On the Art of Teaching
Four Senses of the Art of Teaching
There are at least four senses in which teaching can be considered an art. First, it is an art in that teaching can be performed with such skill and grace that, for the student as well as for the teacher, the experience can be justifiably characterized as aesthetic (see Dewey, Art as experience, 1934).
…Second, teaching is an art in that teachers, like painters, composers, actresses and dancers, make judgments based largely on qualities that unfold during the course of action.
…Third, teaching is an art in that the teacher’s activity is not dominated by prescriptions or routines but is influenced by qualities and contingencies that are unpredicted.
…Fourth, teaching is an art in that the ends it achieves are often created in process….teaching is a form of human action in which many of the ends achieved are emergent- that is to say, found in the course of interaction with students rather than preconceived and efficiently attained.
…It is in these four senses- teaching as a source of aesthetic experience, as dependent on the perception and control of qualities, as a heuristic or adventitious activity, and as seeking emergent ends – that teaching can be regarded as an art.
…Because teaching can be engaged in as an art is not to suggest that all teaching can be characterized as such.

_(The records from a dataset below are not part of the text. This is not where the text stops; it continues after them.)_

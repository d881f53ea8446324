use std::sync::Arc;
use std::time::Instant;

use chrono::{DateTime, FixedOffset};
use image::RgbImage;
use serde::{Deserialize, Serialize};

use super::stats::DetectionRateStats;
/// 人数统计系统数据结构定义
/// Data structures for the people counting system

/// 带时区的墙钟时间戳
pub type Timestamp = DateTime<FixedOffset>;

// ========== 数据结构 ==========

/// 检测框 (源帧像素坐标, 左上/右下)
#[derive(Clone, Copy, Debug, PartialEq, Eq, Hash, Serialize, Deserialize, Default)]
pub struct BBox {
    pub x1: i32,
    pub y1: i32,
    pub x2: i32,
    pub y2: i32,
}

impl BBox {
    pub fn new(x1: i32, y1: i32, x2: i32, y2: i32) -> Self {
        Self { x1, y1, x2, y2 }
    }

    pub fn width(&self) -> i32 {
        self.x2 - self.x1
    }

    pub fn height(&self) -> i32 {
        self.y2 - self.y1
    }

    pub fn area(&self) -> i64 {
        self.width().max(0) as i64 * self.height().max(0) as i64
    }

    /// 获取中心点
    pub fn center(&self) -> (f32, f32) {
        (
            (self.x1 + self.x2) as f32 / 2.0,
            (self.y1 + self.y2) as f32 / 2.0,
        )
    }

    /// 右下角严格位于左上角右下方
    pub fn is_valid(&self) -> bool {
        self.x2 > self.x1 && self.y2 > self.y1
    }

    /// 按比例缩放 (检测分辨率 → 源分辨率)
    pub fn scaled(&self, sx: f32, sy: f32) -> Self {
        Self {
            x1: (self.x1 as f32 * sx) as i32,
            y1: (self.y1 as f32 * sy) as i32,
            x2: (self.x2 as f32 * sx) as i32,
            y2: (self.y2 as f32 * sy) as i32,
        }
    }

    /// 计算两个边界框的IOU (Intersection over Union)
    pub fn iou(&self, other: &BBox) -> f32 {
        let x1 = self.x1.max(other.x1);
        let y1 = self.y1.max(other.y1);
        let x2 = self.x2.min(other.x2);
        let y2 = self.y2.min(other.y2);

        if x2 <= x1 || y2 <= y1 {
            return 0.0;
        }

        let intersection = (x2 - x1) as i64 * (y2 - y1) as i64;
        let union = self.area() + other.area() - intersection;
        if union <= 0 {
            return 0.0;
        }

        intersection as f32 / union as f32
    }
}

impl From<(i32, i32, i32, i32)> for BBox {
    fn from((x1, y1, x2, y2): (i32, i32, i32, i32)) -> Self {
        Self { x1, y1, x2, y2 }
    }
}

/// 人体检测结果 (检测框 + 置信度)
#[derive(Clone, Copy, Debug, PartialEq, Serialize, Deserialize)]
pub struct PersonDetection {
    pub bbox: BBox,
    pub confidence: f32,
}

impl PersonDetection {
    pub fn new(bbox: BBox, confidence: f32) -> Self {
        Self { bbox, confidence }
    }
}

/// 采集帧 (采集线程 → 检测线程)
#[derive(Clone)]
pub struct Frame {
    pub image: Arc<RgbImage>, // 使用Arc共享数据,避免复制
    pub index: u64,           // 帧序号
    pub captured_at: Instant,
}

impl Frame {
    pub fn width(&self) -> u32 {
        self.image.width()
    }

    pub fn height(&self) -> u32 {
        self.image.height()
    }
}

/// 检测结果快照 (检测线程 → 读取方)
///
/// 每个检测周期整体替换,读取方只会看到完整的某一周期结果。
/// `ready == false` 表示尚未完成任何检测周期。
#[derive(Clone, Debug, Default, PartialEq, Serialize)]
pub struct DetectionSnapshot {
    pub people_boxes: Vec<BBox>,
    pub face_boxes: Vec<BBox>,
    pub people_count: usize,
    pub faces_count: usize,
    pub total_entries: u64,
    pub total_exits: u64,
    pub cycle: u64,
    pub detection_rate: DetectionRateStats,
    pub last_update: Option<Timestamp>,
    pub ready: bool,
}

Teaching can be done as badly as anything else. It can be wooden, mechanical, mindless, and wholly unimaginative. But when it is sensitive, intelligent, and creative – those qualities that confer on it the status of an art- it should, in my view, not be regarded as it so often is by some, as an expression of unfathomable talent or luck but as an example of humans exercising the highest levels of their intelligence. … (pp. 154 – 156).
Eisner, E. (1994). On the art of teaching (pp.154-170). In the educational imagination.
NY: McMillan.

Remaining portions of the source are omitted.